Sentiment Analysis
In this video we build a sentiment analysis classfier on a small twitter dataset. We introduce the scikit learn library.
Project
Check your understanding by building a more advanced text classifier by going to https://github.com/lukas/ml-class/tree/master/projects/5-sentiment-analysis
Topics
- Introduction to scikit and pandas
- Feature extraction and "bag of words"
- Transforming data
- Choosing an algorithm for text classification
- Limitations of text classification algorithms
Sentiment Analysis
In this tutorial, we are going to build a model that classifies tweets about a brand as having either a positive or negative sentiment, and extract the topic of the tweet. This is a really common scenario - every major consumer company uses machine learning to do this.

The first thing we need to do this is training data. Examples of positive and negative tweets about my brand. Without training data, machine learning almost never works.
Go to the directory scikit and open up tweets.csv in a text editor, or excel or any other program. This is a raw file with a few thousand tweets of labeled data called tweets.csv. These are tweets about Apple products taken at south by southwest and humans at Figure Eight went through and labeled them as positive negative neutral or can’t tell.
Feature Extraction
The first thing that we want to do with text training data is feature extraction. As you may recall from the first tutorial, machine learning algorithms have a very simple and constrained API. They take in a fixed length set of numbers and output a fixed length set of numbers. They don’t generally take text, audio or images as input, so we need to turn each piece of text into a fixed length set of numbers.
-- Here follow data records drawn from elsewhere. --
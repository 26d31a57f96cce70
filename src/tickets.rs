//! Ticket purchase and QR payload generation.

use chrono::Utc;
use thiserror::Error;
use uuid::Uuid;

use crate::models::{NewTicket, Ticket, User};
use crate::store::{Store, StoreError};

#[derive(Debug, Error)]
pub enum TicketError {
    #[error("Match non trouvé: {0}")]
    MatchNotFound(i32),

    #[error("Plus de tickets disponibles pour le match: {0}")]
    NoTicketsAvailable(i32),

    #[error(transparent)]
    Store(#[from] StoreError),
}

/// `TKT-<yyyyMMddHHmmss>-<8 uppercase hex chars>`.
pub fn generate_ticket_code() -> String {
    let timestamp = Utc::now().format("%Y%m%d%H%M%S");
    let unique = Uuid::new_v4().simple().to_string()[..8].to_uppercase();
    format!("TKT-{timestamp}-{unique}")
}

/// Payload embedded in the ticket's QR code. The credential parser
/// understands exactly this shape.
pub fn qr_payload(ticket_code: &str, user_id: i32, match_event_id: i32) -> String {
    format!("TICKET:{ticket_code}:USER:{user_id}:MATCH:{match_event_id}")
}

/// Buy one seat for `user` on the given match.
///
/// The ticket insert and the seat decrement are one store transaction, so a
/// failure between the two cannot oversell; racing purchases of the last
/// seat are decided by the store's conditional decrement.
pub async fn purchase<S: Store>(
    store: &S,
    user: &User,
    match_event_id: i32,
    seat_number: Option<String>,
) -> Result<Ticket, TicketError> {
    let event = store
        .find_match_event(match_event_id)
        .await?
        .ok_or(TicketError::MatchNotFound(match_event_id))?;

    if event.available_tickets <= 0 {
        tracing::warn!(match_event_id, "purchase attempt on sold-out match");
        return Err(TicketError::NoTicketsAvailable(match_event_id));
    }

    let ticket_code = generate_ticket_code();
    let qr_code_data = qr_payload(&ticket_code, user.id, match_event_id);

    let ticket = store
        .insert_ticket(NewTicket {
            ticket_code,
            user_id: user.id,
            match_event_id,
            seat_number,
            qr_code_data,
        })
        .await
        .map_err(|e| match e {
            // The availability check above raced with another purchase.
            StoreError::SeatsExhausted(id) => TicketError::NoTicketsAvailable(id),
            other => TicketError::Store(other),
        })?;

    tracing::info!(
        code = %ticket.ticket_code,
        user_id = user.id,
        match_event_id,
        "ticket purchased"
    );
    Ok(ticket)
}
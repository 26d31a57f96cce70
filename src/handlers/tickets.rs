use axum::extract::{Path, State};
use axum::response::{IntoResponse, Response};
use axum::Json;
use serde::Deserialize;

use crate::store::Store;
use crate::tickets;
use crate::utils::error::AppError;
use crate::utils::response::{created, success};
use crate::AppState;

#[derive(Deserialize)]
pub struct PurchaseRequest {
    pub user_id: i32,
    pub match_event_id: i32,
    pub seat_number: Option<String>,
}

pub async fn purchase(
    State(state): State<AppState>,
    Json(request): Json<PurchaseRequest>,
) -> Result<Response, AppError> {
    let user = state
        .store
        .find_user_by_id(request.user_id)
        .await?
        .ok_or_else(|| {
            AppError::NotFound(format!("User with id '{}' was not found", request.user_id))
        })?;

    let ticket =
        tickets::purchase(&state.store, &user, request.match_event_id, request.seat_number).await?;
    Ok(created(ticket, "Ticket purchased").into_response())
}

pub async fn for_user(
    State(state): State<AppState>,
    Path(user_id): Path<i32>,
) -> Result<Response, AppError> {
    let tickets = state.store.tickets_for_user(user_id).await?;
    Ok(success(tickets, "Tickets retrieved").into_response())
}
A surprisingly powerful way to do this is called bag of words. This means that every tweet is converted into a vector, where each column represents a word. The value for the vector in each column is the number of time that word appears in the tweet. The total number of unique words used in all of your training data is known as the vocabulary. Therefore, the number of columns in the vector will be equal to the size of the vocabulary - in this case 9706. For each tweet, most of the columns will be 0.
Code
Open up the directory scikit in the ml-class folder. In here you will find a csv file with tweets about Apple products, classified by Figure Eight. We want to build a neural network to classify the sentiment of these tweets into positive and negative.
The first thing we need to do is load the data into python. Open up load-data.py. Here we use the pandas and numpy library to put the tweets into a dataframe, with a column reflecting the emotion.
Now we perform feature extraction. Open up feature-extraction-1.py. The first 5 lines are the same as load-data and just load in our tweets. We then import the scikit learn CountVectorizer. This converts our text to a bag of words. When we run this program however, we see that an error is thrown. Take a subset of your data and run it again. Can you figure out where the bug is? (Hint, open up tweets.csv)
The error is that there is a blank entry in tweet 8. Scikit will not accept blank inputs. Let's open up feature-extraction-2.py to see how to deal with this.

feature-extraction-2.py
Now, on line 11, we set fixed text equal to text, with a pandas function that removes all null entries. We do the same for target. This type of data cleanup is super important - don't do it manually, do it in the code. Now we have set up the transformation, let's actually do the transformation in feature-extraction-3.py. This code is the same as feature-extraction-2.py with the following code added at the end:
counts = count_vect.transform(fixed_text)
This creates a sparse matrix with our vocabulary. Now we are ready to build our algorithm.
Choosing an algorithm
Ok let's build a classifier. But first - how do we choose an algorithm? There are a number of popular methods for different use cases.
The choice of algorithm is tough for beginners and argued about by experts but I think a great rule of thumb is to use this excellent flowchart made by scikit.

If you generally walk through this flow chart, you will get to a reasonable algorithm. Let's start at the top. We have greater than 50 samples of data, and are predicting a category. We have labelled data, and less than 100,000 samples (we have around 10,000). It then recommends a linear SVC. Linear SVC for this case doesn't actually work very well, so if we follow the 'not working arrow', we get to Naive Bayes.
Naive Bayes is a simple algorithm that generally does work really well and it works very fast. Let's try it out on our dataset.
Open up classifier.py. From scikit learn we just import the multinomial naive bayes algorithm using the following code:
from sklearn.naive_bayes import MultinomialNB
nb = MultinomialNB()
nb.fit(counts, target)
Counts is bag of words which records the frequency of words occurring in tweets, and target is the sentiment we are trying to classify. Play around with classifier.py to see how the model works on some sample tweets.